Mehmet Yakup Yılmaz Body Wrapper

I love this game

Eski patronlarımdan birisi, ne zaman başarılı bir yayın çıkarsam, ilk sayının satış raporlarına bakar, karamsar bir yüz ifadesiyle “Bu sattı, bakalım ikincisi satacak mı?” diye sorardı. O zamanlar 25-26 yaşlarındaydım.

Övgü ve kutlama beklerken, böyle bir soruyla karşılaşmak canımı çok, ama çok sıkardı.

Bu davranışla o kadar çok karşılaşmıştım ki, sonraları ben de ona benzedim.

Giderek başarının tadını çıkarmayı, bunu arkadaşlarım ve patronlarımla paylaşmanın zevkini yaşamayı unuttum.

Hep ileriye bakmaktan, ileride neler olacağının planlarını kurmaktan, giderek bir makineye dönüştüğümü hissederdim.

Allahtan şimdi başarının değerini bilen, kazanılan bir başarının zafer anını kutlamayı başaran bir patronum var.

İleriyi düşünmenin, kazanılan bir zaferi kutlamanın önünde engel oluşturmadığını şimdi yeniden öğreniyorum.

Efes Pilsen’in, Koraç Kupası zaferini Milano’da yaşarken aklıma o eski günler geldi.

Zafer’ın tadını çıkarmak
Maçın bitiş düdüğü ile birlikte sahanın içine doğru koşarken de, Fanatik’in Yazıişleri Müdürü Necil Ülgen ve Haber Müdürü Can Uyguç ile ellerimizi birbirine vurarak zaferi kutlarken de kulağımda o sevimsiz sözler çınladı, durdu: “Bu kazanıldı, bakalım bir daha olacak mı?”

Dün konuştuğum Aydın Örs’te de benzer bir duygunun varlığını görmek beni şaşırtmadı.

Yıllardır bir dantel örer gibi adım adım işlenen ve çok uzun mücadelelerden sonra kazanılmış bir zaferin ardından, onun da benzer bir tavırla karşılaştığını görüyorum.

Bu büyük zaferi kutlamak ve onun tadını çıkarmak yerine, şimdiden oturup gelecek yılki Avrupa Şampiyonluğu’nun sorularını soranlara en az onun kadar kızıyorum.

Kazanılan zaferi küçültmeye çalışanlara, maç içindeki bir kaç kişisel hatanın yorumunu yapmaya çalışanlara sinir oluyorum.

Bir tek gerçek var: Efes Pilsen, Avrupa’nın en büyük takımlarını birer birer yenerek bu zafere ulaştı. “Coach’undan, en genç oyuncusuna; menajerinden kulüp başkanına kadar tüm unsurlarıyla, iyi bir takım olmayı başardığı için şampiyon oldu.

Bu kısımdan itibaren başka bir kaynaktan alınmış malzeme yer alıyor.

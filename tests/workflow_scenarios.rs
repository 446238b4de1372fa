//! End-to-end workflow runs against simulated devices

use rigcon_core::core::simulator::DeviceTemplates;
use rigcon_core::core::transport::{ConnectionHandle, SerialConfig, Transport, TransportSettings};
use rigcon_core::core::variables::Value;
use rigcon_core::core::workflow::{
    AssignStep, ConfirmStep, ControlKind, ControlStep, EngineSettings, ExecutionEvent, ExecutionRegistry,
    ConfirmationResponse, ExecutionStatus, ExpectStep, JsonLinesRecorder, ModbusAction, ModbusStep, PauseReason,
    RegistrySettings, SendStep, StartRequest, Step, StepKind, WorkflowDefinition, WorkflowError,
};
use std::sync::Arc;
use std::time::Duration;

async fn bench(engine: EngineSettings) -> (ExecutionRegistry, ConnectionHandle) {
    let transport = Transport::new(TransportSettings::default()).unwrap();
    let handle = transport
        .connect_link(SerialConfig::new("sim-bench", 115_200), Box::new(DeviceTemplates::bench_device()))
        .await
        .unwrap();
    (ExecutionRegistry::new(transport, engine, RegistrySettings::default()), handle)
}

fn assign(id: &str, variable: &str, expression: &str) -> Step {
    Step::new(
        id,
        StepKind::Assign(AssignStep {
            variable: variable.into(),
            expression: expression.into(),
        }),
    )
}

fn confirm(id: &str, timeout_ms: Option<u64>) -> Step {
    Step::new(
        id,
        StepKind::Confirm(ConfirmStep {
            message: "Fit the test probe".into(),
            options: vec!["Done".into()],
            timeout_ms,
            variable: None,
        }),
    )
}

async fn wait_for_status(registry: &ExecutionRegistry, id: &str, status: ExecutionStatus) {
    for _ in 0..400 {
        if registry.get_execution(id).unwrap().status == status {
            return;
        }
        tokio::time::sleep(Duration::from_millis(5)).await;
    }
    panic!("execution {id} never reached {status}");
}

#[tokio::test]
async fn at_handshake_then_assign_completes() {
    let (registry, handle) = bench(EngineSettings::default()).await;
    let def = WorkflowDefinition::new("handshake", "Handshake")
        .step(Step::new("ping", StepKind::Send(SendStep::at("AT"))))
        .step(Step::new("ok", StepKind::Expect(ExpectStep::text("OK", 1000))))
        .step(assign("set", "x", "\"42\""));

    let id = registry
        .start_execution(def, StartRequest::default().handle(handle))
        .unwrap();
    let done = registry.wait(&id).await.unwrap();

    assert_eq!(done.status, ExecutionStatus::Completed, "{:?}", done.error);
    assert_eq!(done.variables["x"], Value::from("42"));
    assert_eq!(done.steps_completed, 3);
    assert!(done.started_at.is_some() && done.completed_at.is_some());
}

#[tokio::test]
async fn unanswered_confirmation_fails_naming_the_step() {
    let (registry, handle) = bench(EngineSettings::default()).await;
    let def = WorkflowDefinition::new("probe", "Probe").step(confirm("fit_probe", Some(100)));

    let id = registry
        .start_execution(def, StartRequest::default().handle(handle))
        .unwrap();
    let done = registry.wait(&id).await.unwrap();

    assert_eq!(done.status, ExecutionStatus::Failed);
    assert_eq!(done.failed_step.as_deref(), Some("fit_probe"));
    assert!(done.error.unwrap().contains("fit_probe"));
}

#[tokio::test]
async fn cancel_while_waiting_stops_all_output() {
    let (registry, handle) = bench(EngineSettings::default()).await;
    let def = WorkflowDefinition::new("probe", "Probe")
        .step(confirm("fit_probe", None))
        .step(assign("after", "x", "1"));

    let mut events = registry.events().subscribe();
    let id = registry
        .start_execution(def, StartRequest::default().handle(handle).workstation("WS-02"))
        .unwrap();
    wait_for_status(&registry, &id, ExecutionStatus::Paused).await;

    registry.cancel(&id).unwrap();
    let done = registry.wait(&id).await.unwrap();
    assert_eq!(done.status, ExecutionStatus::Cancelled);
    assert!(!done.variables.contains_key("x"));

    let mut seen_cancel = false;
    while let Some(event) = events.try_recv() {
        assert_eq!(event.workstation_id(), Some("WS-02"));
        match event {
            ExecutionEvent::Status {
                status: ExecutionStatus::Cancelled,
                ..
            } => seen_cancel = true,
            other => assert!(!seen_cancel, "event after cancellation: {other:?}"),
        }
    }
    assert!(seen_cancel);

    // Nothing is waiting any more
    assert!(registry
        .submit_confirmation(&id, "fit_probe", Default::default())
        .is_err());
}

#[tokio::test]
async fn zero_confirm_timeout_fails_immediately() {
    let (registry, handle) = bench(EngineSettings::default()).await;
    let def = WorkflowDefinition::new("quick", "Quick")
        .step(confirm("quick_check", Some(0)))
        .step(assign("after", "x", "1"));

    let id = registry
        .start_execution(def, StartRequest::default().handle(handle))
        .unwrap();
    let done = tokio::time::timeout(Duration::from_secs(2), registry.wait(&id))
        .await
        .unwrap()
        .unwrap();

    assert_eq!(done.status, ExecutionStatus::Failed);
    assert_eq!(done.failed_step.as_deref(), Some("quick_check"));
    assert!(done.error.unwrap().contains("0 ms"));
    assert!(!done.variables.contains_key("x"));
    assert!(registry
        .submit_confirmation(&id, "quick_check", ConfirmationResponse::confirm("Done"))
        .is_err());
}

#[tokio::test]
async fn pause_is_refused_while_awaiting_confirmation() {
    let (registry, handle) = bench(EngineSettings::default()).await;
    let def = WorkflowDefinition::new("probe", "Probe")
        .step(confirm("fit_probe", None))
        .step(assign("after", "x", "1"));

    let id = registry
        .start_execution(def, StartRequest::default().handle(handle))
        .unwrap();
    wait_for_status(&registry, &id, ExecutionStatus::Paused).await;

    assert!(matches!(
        registry.pause(&id),
        Err(WorkflowError::InvalidState {
            status: ExecutionStatus::Paused,
            action: "pause",
            ..
        })
    ));
    let snapshot = registry.get_execution(&id).unwrap();
    assert!(matches!(
        snapshot.pause_reason,
        Some(PauseReason::AwaitingConfirmation { ref step_id }) if step_id == "fit_probe"
    ));

    registry
        .submit_confirmation(&id, "fit_probe", ConfirmationResponse::confirm("Done"))
        .unwrap();
    let done = registry.wait(&id).await.unwrap();
    assert_eq!(done.status, ExecutionStatus::Completed, "{:?}", done.error);
    assert_eq!(done.variables["x"], Value::Number(1.0));
}

/// Reads one register `rounds` times and counts replies that are not `expected`
fn polling_workflow(id: &str, address: u16, expected: u16, rounds: u32) -> WorkflowDefinition {
    let read = Step::new(
        &format!("{id}_read"),
        StepKind::Modbus(ModbusStep {
            action: ModbusAction::ReadHolding,
            slave_id: 1,
            address,
            count: 1,
            values: Vec::new(),
            variable: Some("reg".into()),
            handle: None,
        }),
    );
    let tally = Step::new(
        &format!("{id}_check"),
        StepKind::Control(ControlStep {
            control: ControlKind::If,
            condition: Some(format!("reg != {expected}")),
            steps: vec![assign(&format!("{id}_bad"), "bad", "bad + 1")],
            else_steps: Vec::new(),
        }),
    );
    WorkflowDefinition::new(id, id)
        .variable("i", 0i64)
        .variable("bad", 0i64)
        .step(Step::new(
            &format!("{id}_loop"),
            StepKind::Control(ControlStep {
                control: ControlKind::Loop,
                condition: Some(format!("i < {rounds}")),
                steps: vec![read, tally, assign(&format!("{id}_next"), "i", "i + 1")],
                else_steps: Vec::new(),
            }),
        ))
}

#[tokio::test(flavor = "multi_thread", worker_threads = 4)]
async fn concurrent_executions_on_one_connection_get_their_own_replies() {
    let (registry, handle) = bench(EngineSettings::default()).await;

    // bench_device holds address * 10 in each register
    let first = registry
        .start_execution(polling_workflow("north", 3, 30, 20), StartRequest::default().handle(handle))
        .unwrap();
    let second = registry
        .start_execution(polling_workflow("south", 7, 70, 20), StartRequest::default().handle(handle))
        .unwrap();

    for id in [first, second] {
        let done = registry.wait(&id).await.unwrap();
        assert_eq!(done.status, ExecutionStatus::Completed, "{:?}", done.error);
        assert_eq!(done.variables["i"], Value::Number(20.0));
        assert_eq!(done.variables["bad"], Value::Number(0.0));
    }
}

#[tokio::test]
async fn runaway_loop_hits_the_ceiling() {
    let engine = EngineSettings {
        loop_ceiling: 25,
        ..EngineSettings::default()
    };
    let (registry, handle) = bench(engine).await;
    let def = WorkflowDefinition::new("spin", "Spin").step(Step::new(
        "forever",
        StepKind::Control(ControlStep {
            control: ControlKind::Loop,
            condition: Some("true".into()),
            steps: vec![assign("tick", "n", "1")],
            else_steps: Vec::new(),
        }),
    ));

    let id = registry
        .start_execution(def, StartRequest::default().handle(handle))
        .unwrap();
    let done = registry.wait(&id).await.unwrap();

    assert_eq!(done.status, ExecutionStatus::Failed);
    assert!(done.error.unwrap().contains("25"));
}

#[tokio::test]
async fn modbus_write_then_read_back() {
    let (registry, handle) = bench(EngineSettings::default()).await;
    let def = WorkflowDefinition::new("regs", "Registers")
        .variable("setpoint", 700i64)
        .step(Step::new(
            "write",
            StepKind::Modbus(ModbusStep {
                action: ModbusAction::Write,
                slave_id: 1,
                address: 4,
                count: 1,
                values: vec!["setpoint + 5".into()],
                variable: None,
                handle: None,
            }),
        ))
        .step(Step::new(
            "read",
            StepKind::Modbus(ModbusStep {
                action: ModbusAction::ReadHolding,
                slave_id: 1,
                address: 4,
                count: 1,
                values: Vec::new(),
                variable: Some("sp".into()),
                handle: None,
            }),
        ));

    let id = registry
        .start_execution(def, StartRequest::default().handle(handle))
        .unwrap();
    let done = registry.wait(&id).await.unwrap();

    assert_eq!(done.status, ExecutionStatus::Completed, "{:?}", done.error);
    assert_eq!(done.variables["sp"], Value::Number(705.0));
}

#[tokio::test]
async fn yaml_workflow_runs_and_is_recorded() {
    let dir = tempfile::tempdir().unwrap();
    let path = dir.path().join("modem.yaml");
    std::fs::write(
        &path,
        r#"
id: modem-check
name: Modem check
variables:
  min_rssi: 10
steps:
  - id: csq_send
    type: send
    command: AT+CSQ
  - id: csq
    type: expect
    match: regex
    pattern: '\+CSQ: (\d+),'
    capture: rssi
    timeout_ms: 1000
  - id: gate
    type: control
    control: if
    condition: "number(rssi) >= min_rssi"
    steps:
      - id: good
        type: log
        message: "signal ${rssi}"
        variable: verdict
    else_steps:
      - id: weak
        type: assign
        variable: verdict
        expression: "'weak'"
"#,
    )
    .unwrap();

    let log_path = dir.path().join("runs.jsonl");
    let (registry, handle) = bench(EngineSettings::default()).await;
    let registry = registry.with_recorder(Arc::new(JsonLinesRecorder::open(&log_path).unwrap()));

    let def = WorkflowDefinition::from_path(&path).unwrap();
    let id = registry
        .start_execution(def, StartRequest::default().handle(handle).operator("op-7"))
        .unwrap();
    let done = registry.wait(&id).await.unwrap();

    assert_eq!(done.status, ExecutionStatus::Completed, "{:?}", done.error);
    assert_eq!(done.variables["rssi"], Value::from("23"));
    assert_eq!(done.variables["verdict"], Value::from("signal 23"));

    let recorded = std::fs::read_to_string(&log_path).unwrap();
    let line: serde_json::Value = serde_json::from_str(recorded.lines().next().unwrap()).unwrap();
    assert_eq!(line["id"], id.as_str());
    assert_eq!(line["operator_id"], "op-7");
    assert_eq!(line["status"], "completed");
}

Bu noktada artık durup biraz da başarının tadını çıkarmayı öğrenmeliyiz.

Bugünkü Efes-Fenerbahçe maçına koşup, şampiyonları bağrımıza basmalıyız. Onlar bunu haketti, biz de bu başarıyla övünmeyi hak etmeliyiz.

Efes Pilsen’in başarısının en temel nedeni bir takım olabilmesi. Bireysel yetenekleri gelişmiş starların, bir sistem içinde kendi paylarına düşeni yapmaya çalışması dünyanın en zor işidir. Yıldızların, takım oyununa adapte olmaları, gerektiğinde kendi kişiliklerini geri plana alıp, takım kişiliğini öne çıkarmaları çok zordur. Efesli oyuncular işte bunu başardılar.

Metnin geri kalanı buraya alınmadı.